I wasnt going to clip my horses for the show in 2 weeks , because last month their hair was still pretty short and we live up in the mountains where we could get snow next month ... for the rest of the season.... Well its 2 weeks before the show and all of a sudden they puffed up like a cotton ball... one mare looks like she has her winter coat...I tried to trim up around the edges, and she looks clean and tidy...ears, bridal, chin , under the neck and fetlocks...Problem is this..... the show is 2 hours south of here and about 2,000 meters below us, she will feel like a polar bear in florida, for this show ..... What the heck do I do??? I have plenty of blankets if I do clip her.... what is the highest European number blade , does anyone know? So should I clip with the biggest number possible, or just leave it and put ice cubes in her water bucket?? It could be 100 south of here, and humid , she would feel awful.


----------



## kaykay (Aug 29, 2009)

Krissy I would clip her.
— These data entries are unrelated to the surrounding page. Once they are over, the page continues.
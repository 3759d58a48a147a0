//! Document sources for file-based runs.

use std::fs;
use std::io;
use std::path::Path;

/// Reads the text of one document.
///
/// Only I/O failures are reported; a source must not turn other failures
/// into `io::Error`. Closures of the right shape are sources too, which
/// keeps tests free of the filesystem.
///
/// # Example
///
/// ```rust
/// use std::io;
/// use std::path::Path;
/// use wordtally::pipeline::TextSource;
///
/// let source = |path: &Path| -> io::Result<String> {
///     Ok(format!("contents of {}", path.display()))
/// };
///
/// assert_eq!(source.read_text(Path::new("a.txt")).unwrap(), "contents of a.txt");
/// ```
pub trait TextSource {
    fn read_text(&self, path: &Path) -> io::Result<String>;
}

/// Reads documents from the local filesystem as UTF-8.
///
/// Files that are not valid UTF-8 fail with `io::ErrorKind::InvalidData`.
#[derive(Clone, Copy, Debug, Default)]
pub struct FsSource;

impl TextSource for FsSource {
    fn read_text(&self, path: &Path) -> io::Result<String> {
        fs::read_to_string(path)
    }
}

impl<F> TextSource for F
where
    F: Fn(&Path) -> io::Result<String>,
{
    fn read_text(&self, path: &Path) -> io::Result<String> {
        self(path)
    }
}

#[cfg(test)]
mod tests {
    use super::*;
    use std::io::Write;

    #[test]
    fn fs_source_reads_utf8_file() {
        let mut file = tempfile::NamedTempFile::new().unwrap();
        write!(file, "Lorem ipsum").unwrap();

        assert_eq!(FsSource.read_text(file.path()).unwrap(), "Lorem ipsum");
    }

    #[test]
    fn fs_source_rejects_invalid_utf8() {
        let mut file = tempfile::NamedTempFile::new().unwrap();
        file.write_all(&[0x7b, 0x5c, 0xff, 0xfe, 0x00, 0xc3]).unwrap();

        let error = FsSource.read_text(file.path()).unwrap_err();
        assert_eq!(error.kind(), io::ErrorKind::InvalidData);
    }

    #[test]
    fn fs_source_reports_missing_file() {
        let dir = tempfile::tempdir().unwrap();
        let error = FsSource
            .read_text(&dir.path().join("missing.txt"))
            .unwrap_err();

        assert_eq!(error.kind(), io::ErrorKind::NotFound);
    }

    #[test]
    fn closures_are_sources() {
        let source = |_: &Path| -> io::Result<String> { Err(io::ErrorKind::PermissionDenied.into()) };

        assert_eq!(
            source.read_text(Path::new("x")).unwrap_err().kind(),
            io::ErrorKind::PermissionDenied
        );
    }
}
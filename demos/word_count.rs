//! Word Count Walkthrough
//!
//! This demo runs each pipeline stage by hand on a small corpus, then
//! repeats the count through the file-based entry point.
//!
//! Key concepts:
//! - Map -> Group -> Reduce -> Filter, one stage at a time
//! - The composed `count_words` gives the same totals
//! - Unreadable files are skipped with a warning when asked to
//!
//! Run with: RUST_LOG=wordtally=debug cargo run --example word_count

use std::error::Error;
use std::fs;
use tracing_subscriber::EnvFilter;
use wordtally::core::{filter_totals, group_pairs, map_corpus, reduce_groups, Threshold};
use wordtally::{count_words, WordCounter};

fn main() -> Result<(), Box<dyn Error>> {
    tracing_subscriber::fmt()
        .with_env_filter(EnvFilter::from_default_env())
        .init();

    println!("=== Word Count Walkthrough ===\n");

    let text_1 = "Lorem ipsum dolor sit amet, consetetur et sadipscing elitr.";
    let text_2 = "At vero lorem et accusam et justo duo ipsum et ea rebum.";
    let corpus = vec![
        text_1.to_string(),
        text_1.to_string(),
        text_2.to_string(),
        format!("{text_2} {text_2}"),
    ];

    println!("=== Map ===");
    let pairs = map_corpus(&corpus);
    for pair in pairs.iter().take(5) {
        println!("  ({:?}, {})", pair.word, pair.count);
    }
    println!("  ... {} pairs in total\n", pairs.len());

    println!("=== Group ===");
    let grouped = group_pairs(pairs);
    for (word, counts) in grouped.iter().take(3) {
        println!("  {:?}: {:?}", word, counts);
    }
    println!("  ... {} distinct words\n", grouped.len());

    println!("=== Reduce ===");
    let totals = reduce_groups(&grouped);
    for (word, total) in totals.iter().take(3) {
        println!("  {:?}: {}", word, total);
    }

    println!("\n=== Filter (at least 4) ===");
    let frequent = filter_totals(&totals, Threshold::new(4));
    for (word, total) in frequent.sorted_by_count() {
        println!("  {:?}: {}", word, total);
    }

    assert_eq!(totals, count_words(&corpus, None));

    println!("\n=== From Files ===");
    let dir = tempfile::tempdir()?;
    let mut paths = Vec::new();
    for (i, text) in corpus.iter().enumerate() {
        let path = dir.path().join(format!("file_{}.txt", i + 1));
        fs::write(&path, text)?;
        paths.push(path);
    }
    let corrupt = dir.path().join("corrupt.rtf");
    fs::write(&corrupt, [0x7b, 0x5c, 0x72, 0x74, 0x66, 0xff, 0xfe])?;
    paths.push(corrupt);

    let counter = WordCounter::builder().skip_corrupted(true).build();
    let outcome = counter.count_files(&paths)?;
    for notice in &outcome.skipped {
        println!("  skipped: {}", notice.message());
    }
    assert_eq!(outcome.totals, totals);

    let report = outcome.to_report();
    println!("\n=== Report ===");
    println!("{}", report.to_json()?);

    println!("\n=== Walkthrough Complete ===");
    Ok(())
}
//! Builder for constructing word counters.

use crate::builder::options::CountOptions;
use crate::core::Threshold;
use crate::pipeline::{FsSource, TextSource, WordCounter};

/// Builder for constructing word counters with a fluent API.
///
/// Counters read from the filesystem unless another source is supplied.
pub struct WordCounterBuilder<Src = FsSource> {
    options: CountOptions,
    source: Src,
}

impl WordCounterBuilder {
    /// Create a new builder with default options.
    pub fn new() -> Self {
        Self {
            options: CountOptions::default(),
            source: FsSource,
        }
    }
}

impl Default for WordCounterBuilder {
    fn default() -> Self {
        Self::new()
    }
}

impl<Src: TextSource> WordCounterBuilder<Src> {
    /// Leave unreadable files out instead of aborting.
    pub fn skip_corrupted(mut self, skip: bool) -> Self {
        self.options.skip_corrupted = skip;
        self
    }

    /// Keep only words that reach `threshold`.
    pub fn filter(mut self, threshold: Threshold) -> Self {
        self.options.filter = Some(threshold);
        self
    }

    /// Shorthand for `filter(Threshold::new(min_count))`.
    pub fn min_count(self, min_count: u64) -> Self {
        self.filter(Threshold::new(min_count))
    }

    /// Replace all options at once.
    pub fn options(mut self, options: CountOptions) -> Self {
        self.options = options;
        self
    }

    /// Read documents from `source` instead.
    pub fn source<T: TextSource>(self, source: T) -> WordCounterBuilder<T> {
        WordCounterBuilder {
            options: self.options,
            source,
        }
    }

    /// Build the counter.
    pub fn build(self) -> WordCounter<Src> {
        WordCounter::new(self.options, self.source)
    }
}

#[cfg(test)]
mod tests {
    use super::*;
    use std::io;
    use std::path::Path;

    #[test]
    fn builder_defaults_match_default_options() {
        let counter = WordCounterBuilder::new().build();

        assert_eq!(counter.options(), &CountOptions::default());
    }

    #[test]
    fn builder_sets_options() {
        let counter = WordCounter::builder()
            .skip_corrupted(true)
            .min_count(4)
            .build();

        assert!(counter.options().skip_corrupted);
        assert_eq!(counter.options().filter, Some(Threshold::new(4)));
    }

    #[test]
    fn later_options_override_earlier_setters() {
        let counter = WordCounterBuilder::new()
            .min_count(9)
            .options(CountOptions::default())
            .build();

        assert_eq!(counter.options().filter, None);
    }

    #[test]
    fn builder_swaps_source_and_keeps_options() {
        let counter = WordCounterBuilder::new()
            .skip_corrupted(true)
            .source(|_: &Path| -> io::Result<String> { Ok("b a b".to_string()) })
            .build();

        let outcome = counter.count_files(&["any.txt"]).unwrap();

        assert!(counter.options().skip_corrupted);
        assert_eq!(outcome.totals.get("b"), Some(2));
    }
}
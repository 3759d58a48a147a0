//! The reduce stage and the `WordTotals` mapping it produces.

use super::group::GroupedCounts;
use super::ordered::WordMap;
use serde::{Deserialize, Serialize};

/// Mapping from word to its total count.
///
/// Entries keep the order they were inserted in, but equality is map
/// equality: two totals are equal when they hold the same words with the
/// same counts, in any order.
///
/// # Example
///
/// ```rust
/// use wordtally::core::WordTotals;
///
/// let totals: WordTotals = vec![("lorem".to_string(), 5), ("et".to_string(), 11)]
///     .into_iter()
///     .collect();
///
/// assert_eq!(totals.get("et"), Some(11));
/// assert_eq!(totals.len(), 2);
/// ```
#[derive(Clone, Debug, Default, Serialize, Deserialize)]
#[serde(from = "Vec<(String, u64)>", into = "Vec<(String, u64)>")]
pub struct WordTotals {
    entries: WordMap<u64>,
}

impl WordTotals {
    /// Create empty totals.
    pub fn new() -> Self {
        Self::default()
    }

    /// Set the total for `word`, replacing any previous value.
    pub fn insert(&mut self, word: String, total: u64) {
        *self.entries.entry_or_insert_with(word, || total) = total;
    }

    pub fn get(&self, word: &str) -> Option<u64> {
        self.entries.get(word).copied()
    }

    pub fn contains(&self, word: &str) -> bool {
        self.entries.contains(word)
    }

    /// Number of distinct words.
    pub fn len(&self) -> usize {
        self.entries.len()
    }

    pub fn is_empty(&self) -> bool {
        self.entries.is_empty()
    }

    /// Sum of all totals, i.e. the number of tokens counted.
    pub fn total_count(&self) -> u64 {
        self.entries.values().sum()
    }

    /// Iterate over `(word, total)` in insertion order.
    pub fn iter(&self) -> impl Iterator<Item = (&str, u64)> {
        self.entries.iter().map(|(word, total)| (word, *total))
    }

    /// Entries ordered by descending total, ties broken alphabetically.
    pub fn sorted_by_count(&self) -> Vec<(&str, u64)> {
        let mut sorted: Vec<_> = self.iter().collect();
        sorted.sort_by(|a, b| b.1.cmp(&a.1).then_with(|| a.0.cmp(b.0)));
        sorted
    }
}

impl PartialEq for WordTotals {
    fn eq(&self, other: &Self) -> bool {
        self.len() == other.len()
            && self
                .iter()
                .all(|(word, total)| other.get(word) == Some(total))
    }
}

impl Eq for WordTotals {}

impl FromIterator<(String, u64)> for WordTotals {
    fn from_iter<I: IntoIterator<Item = (String, u64)>>(iter: I) -> Self {
        let mut totals = WordTotals::new();
        for (word, total) in iter {
            totals.insert(word, total);
        }
        totals
    }
}

impl From<Vec<(String, u64)>> for WordTotals {
    fn from(entries: Vec<(String, u64)>) -> Self {
        entries.into_iter().collect()
    }
}

impl From<WordTotals> for Vec<(String, u64)> {
    fn from(totals: WordTotals) -> Self {
        totals.entries.into_entries()
    }
}

/// Sum one word's counts.
///
/// Plain integer addition, so the order of `counts` does not matter.
pub fn reduce_counts(counts: &[u64]) -> u64 {
    counts.iter().sum()
}

/// Collapse every word's counts into a single total.
///
/// # Example
///
/// ```rust
/// use wordtally::core::{group_pairs, map_corpus, reduce_groups};
///
/// let totals = reduce_groups(&group_pairs(map_corpus(&["et et lorem"])));
///
/// assert_eq!(totals.get("et"), Some(2));
/// assert_eq!(totals.get("lorem"), Some(1));
/// ```
pub fn reduce_groups(grouped: &GroupedCounts) -> WordTotals {
    grouped
        .iter()
        .map(|(word, counts)| (word.to_string(), reduce_counts(counts)))
        .collect()
}
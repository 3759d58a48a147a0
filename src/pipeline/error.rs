//! Pipeline error types.

use std::io;
use std::path::PathBuf;
use thiserror::Error;

/// Errors raised at the pipeline boundary.
///
/// The stages themselves never fail; every variant here is detected before
/// the map stage starts.
#[derive(Debug, Error)]
pub enum PipelineError {
    /// The corpus is not a list of strings
    #[error("The corpus to analyse needs to be a list of strings, found {found}")]
    InvalidInputKind { found: String },

    /// The filter threshold is not a non-negative integer
    #[error("The filter threshold needs to be a non-negative integer, found {found}")]
    InvalidThreshold { found: String },

    /// A corpus file could not be read and skipping was not allowed
    #[error("The file {} cannot be read: {source}", path.display())]
    CorpusRead {
        path: PathBuf,
        #[source]
        source: io::Error,
    },

    /// Count options could not be parsed
    #[error("Invalid count options: {0}")]
    InvalidOptions(#[from] serde_json::Error),
}
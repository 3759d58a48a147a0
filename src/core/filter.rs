//! The filter stage.

use super::reduce::WordTotals;
use serde::{Deserialize, Serialize};
use std::fmt;

/// Minimum total a word needs to survive filtering.
///
/// A threshold is a non-negative whole count by construction. Parsing one
/// from untyped input lives in [`crate::pipeline`], where bad values become
/// `PipelineError::InvalidThreshold`.
#[derive(
    Clone, Copy, Debug, Default, PartialEq, Eq, PartialOrd, Ord, Hash, Serialize, Deserialize,
)]
#[serde(transparent)]
pub struct Threshold(u64);

impl Threshold {
    pub const fn new(min_count: u64) -> Self {
        Self(min_count)
    }

    pub const fn get(self) -> u64 {
        self.0
    }

    /// Whether a word with this `total` is kept.
    pub fn admits(self, total: u64) -> bool {
        total >= self.0
    }
}

impl From<u64> for Threshold {
    fn from(min_count: u64) -> Self {
        Self(min_count)
    }
}

impl fmt::Display for Threshold {
    fn fmt(&self, f: &mut fmt::Formatter<'_>) -> fmt::Result {
        write!(f, "{}", self.0)
    }
}

/// Keep exactly the words whose total is at least `threshold`.
///
/// # Example
///
/// ```rust
/// use wordtally::core::{filter_totals, Threshold, WordTotals};
///
/// let totals: WordTotals = vec![("et".to_string(), 11), ("duo".to_string(), 3)].into();
/// let frequent = filter_totals(&totals, Threshold::new(4));
///
/// assert_eq!(frequent.get("et"), Some(11));
/// assert!(!frequent.contains("duo"));
/// ```
pub fn filter_totals(totals: &WordTotals, threshold: Threshold) -> WordTotals {
    totals
        .iter()
        .filter(|&(_, total)| threshold.admits(total))
        .map(|(word, total)| (word.to_string(), total))
        .collect()
}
This time of year they regrow their coats so fast that you shouldnt have any problems. Their coat growth is dictated by the length of daylight hours not temperature. We clip ours for a show in Oct and they grow right back in. Heck I know even clipping for congress ours were growing back in just the 4 days we were there.


----------



## krissy3 (Aug 29, 2009)

OK...I am gonna do it ...she looks so pretty clipped, and she is sooo good about it too. Thanks!!!... its still dark here at 5:30 am winter is on its way..


----------



## Ellen (Sep 17, 2009)

krissy3 said:


> OK...I am gonna do it ...she looks so pretty clipped, and she is sooo good about it too. Thanks!!!... its still dark here at 5:30 am winter is on its way..



Krissy - I'll be right there with you. I have 6 to clip for a show next week. Good Luck!


----------